Kittens are a different cat-egory. (Sorry, couldn't resist!) While adult cats typically use biting in a purposeful manner, kittens are more likely to use biting willy-nilly during play. They simply don't know any better, and get carried away and play too rough. Kittens that have the opportunity to stay with Mom-cat and siblings until they're 12-16 weeks old usually are taught proper feline manners, and learn how to inhibit their bite and claws during play. In shelter or stray adoption situations, kittens more typically come to our homes without having learned this basic p'etiquette so it's up to us to teach the kitten. Older cats and dogs in the home are generally very good teachers, and will put Junior in his place with a hiss or swat if he gets too rough.

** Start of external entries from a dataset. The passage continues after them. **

//! A versioned scene save-file.
//!
//! [`SceneFile`] owns the `(directory, descriptor, version, extension)`
//! tuple, derives the canonical path from it and drives saves through a
//! [`HostSession`]. It is a plain value: rebuild it from the host whenever
//! the open session may have changed.

use std::path::{Component, Path, PathBuf};

use tracing::{info, instrument, warn};

use crate::error::{AdoptError, FieldError, HostSaveError, IncrementError, PersistenceError};
use crate::filesystem::{latest_version, SceneFs};
use crate::host::HostSession;
use crate::naming::{
    format_scene_name, parse_scene_name, validate_descriptor, validate_extension,
    validate_version, SceneName, DEFAULT_DESCRIPTOR, DEFAULT_EXTENSION, DEFAULT_VERSION,
};

#[derive(Clone, Debug, PartialEq, Eq, Hash)]
pub struct SceneFile {
    directory: PathBuf,
    name: SceneName,
}

impl Default for SceneFile {
    fn default() -> Self {
        Self {
            directory: PathBuf::new(),
            name: SceneName {
                descriptor: DEFAULT_DESCRIPTOR.to_string(),
                version: DEFAULT_VERSION,
                extension: DEFAULT_EXTENSION.to_string(),
            },
        }
    }
}

impl SceneFile {
    /// Explicit mode: every field supplied by the caller.
    pub fn from_fields(
        directory: impl AsRef<Path>,
        descriptor: impl Into<String>,
        version: u32,
        extension: impl Into<String>,
    ) -> Result<Self, FieldError> {
        Ok(Self {
            directory: normalize_directory(directory.as_ref()),
            name: SceneName::new(descriptor, version, extension)?,
        })
    }

    /// Derived mode: adopt the identity of the clean session the host has open.
    pub fn from_host_session(host: &impl HostSession) -> Result<Self, AdoptError> {
        if host.has_unsaved_changes() {
            return Err(AdoptError::UnsavedChanges);
        }
        let path = host
            .current_session_path()
            .ok_or(AdoptError::NoSessionPath)?;
        Self::from_path(&path)
    }

    /// Parses a full path to an existing scene file.
    pub fn from_path(path: &Path) -> Result<Self, AdoptError> {
        let file_name = path
            .file_name()
            .and_then(|name| name.to_str())
            .ok_or_else(|| AdoptError::NoFileName(path.to_path_buf()))?;
        let name = parse_scene_name(file_name)?;
        let directory = path.parent().map(normalize_directory).unwrap_or_default();
        Ok(Self { directory, name })
    }

    /// Adopts the host session when it is clean and saved, else keeps `fallback`.
    ///
    /// A clean session whose file name does not parse is still an error.
    pub fn resolve(host: &impl HostSession, fallback: SceneFile) -> Result<Self, AdoptError> {
        match Self::from_host_session(host) {
            Ok(scene) => Ok(scene),
            Err(AdoptError::UnsavedChanges | AdoptError::NoSessionPath) => Ok(fallback),
            Err(err) => Err(err),
        }
    }

    pub fn directory(&self) -> &Path {
        &self.directory
    }

    pub fn set_directory(&mut self, directory: impl AsRef<Path>) {
        self.directory = normalize_directory(directory.as_ref());
    }

    pub fn descriptor(&self) -> &str {
        &self.name.descriptor
    }

    pub fn set_descriptor(&mut self, descriptor: impl Into<String>) -> Result<(), FieldError> {
        let descriptor = descriptor.into();
        validate_descriptor(&descriptor)?;
        self.name.descriptor = descriptor;
        Ok(())
    }

    pub fn version(&self) -> u32 {
        self.name.version
    }

    pub fn set_version(&mut self, version: u32) -> Result<(), FieldError> {
        validate_version(version)?;
        self.name.version = version;
        Ok(())
    }

    pub fn extension(&self) -> &str {
        &self.name.extension
    }

    pub fn set_extension(&mut self, extension: impl Into<String>) -> Result<(), FieldError> {
        let extension = extension.into();
        validate_extension(&extension)?;
        self.name.extension = extension;
        Ok(())
    }

    pub fn scene_name(&self) -> &SceneName {
        &self.name
    }

    pub fn file_name(&self) -> String {
        format_scene_name(
            &self.name.descriptor,
            self.name.version,
            &self.name.extension,
        )
    }

    pub fn full_path(&self) -> PathBuf {
        self.directory.join(self.file_name())
    }

    /// Asks the host to persist its session at [`SceneFile::full_path`].
    ///
    /// A missing directory is created and the save retried once; any other
    /// failure, or a failure of the retry, is returned as is.
    #[instrument(skip(self, host, fs), fields(file = %self.file_name()))]
    pub fn save(
        &self,
        host: &mut impl HostSession,
        fs: &impl SceneFs,
    ) -> Result<PathBuf, PersistenceError> {
        let path = self.full_path();
        match host.persist_current_session(&path) {
            Ok(()) => {}
            Err(HostSaveError::MissingDirectory(_)) => {
                warn!(
                    directory = %self.directory.display(),
                    "missing directories, creating them before retrying"
                );
                fs.create_dir_tree(&self.directory)
                    .map_err(|source| PersistenceError::CreateDirectory {
                        path: self.directory.clone(),
                        source,
                    })?;
                host.persist_current_session(&path)
                    .map_err(|source| PersistenceError::HostRejected {
                        path: path.clone(),
                        source,
                    })?;
            }
            Err(source) => {
                return Err(PersistenceError::HostRejected { path, source });
            }
        }
        info!("scene saved");
        Ok(path)
    }

    /// The version an increment would move to: one past the highest of the
    /// versions on disk and the current one.
    pub fn next_version(&self, fs: &impl SceneFs) -> Result<u32, IncrementError> {
        let on_disk = latest_version(fs, &self.directory, &self.name.descriptor)?;
        let baseline = on_disk.map_or(self.name.version, |found| found.max(self.name.version));
        baseline
            .checked_add(1)
            .ok_or(IncrementError::VersionOverflow(baseline))
    }

    /// Moves to [`SceneFile::next_version`] and saves under the new name.
    #[instrument(skip(self, host, fs), fields(descriptor = %self.name.descriptor))]
    pub fn increment_and_save(
        &mut self,
        host: &mut impl HostSession,
        fs: &impl SceneFs,
    ) -> Result<PathBuf, IncrementError> {
        let next = self.next_version(fs)?;
        info!(from = self.name.version, to = next, "incrementing scene version");
        self.name.version = next;
        Ok(self.save(host, fs)?)
    }
}

/// Lexical cleanup only; the directory may not exist yet.
fn normalize_directory(directory: &Path) -> PathBuf {
    directory
        .components()
        .filter(|component| !matches!(component, Component::CurDir))
        .collect()
}

#[cfg(test)]
#[path = "tests/scene_file_tests.rs"]
mod tests;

Humans need to follow the Mom-cat's lead, and communicate to the kitten in terms he understands that biting HURTS! For very young kittens (under 5 months), a loud, percussive SSSSSSSSSSSTTT! often stops the kitten in a flash. Don't overuse the hiss-interruption, though, or it will stop working. For older kittens and adult cats that never learned bite-manners, spraying with water sometimes works (however, my cat likes to be sprayed), or a loud noise such as slapping a magazine against your thigh. My favorite, though, is a loud, very short and percussive SCREAM. That tells the cat in no uncertain terms that biting/clawing hurts (he may not realize this). It also startles him enough to interrupt and temporarily stop the behavior. Once he stops, immediately put him in a room by himself for five minutes, to teach him that biting means all the games stop. Playing nice and inhibiting his bite is self-rewarding because the games continue.
TabbyTip of the Month:
Cats get bored, just like we do. In particular, cats being transitioned from an outside lifestyle to an indoor environment, or from a large house to a smaller apartment, can feel confined and frustrated. After all, there's nothing to do when their favorite human is gone at work many hours a day. Consequently, cats may resort to meow-pestering when owners ARE home-and the middle of the night is prime time for cats wanting attention. To reduce the midnight meow-fest, as well as boredom during the day, enrich your cat's environment. Give the kitty brain some work to do by providing lots of climbing levels and cubbyholes to explore. Commercial cat trees are wonderful but expensive, but many cats relish playing in empty boxes and paper bags, lounging on high shelves, or perching on windowsills. Hide catnip toys or tasty treats for Kitty to hunt and find. Place bird baths and feeders outside windows for cat viewing pleasure. Invest in puzzle toys that contain kitty kibble which require play to unleash the treat-reward. And create a fun routine that includes petting and play every day at the same times, so Kitty anticipates sharing special fun with you. An exuberant game of chase just before bedtime can tire her out so she's more willing to sleep through the night.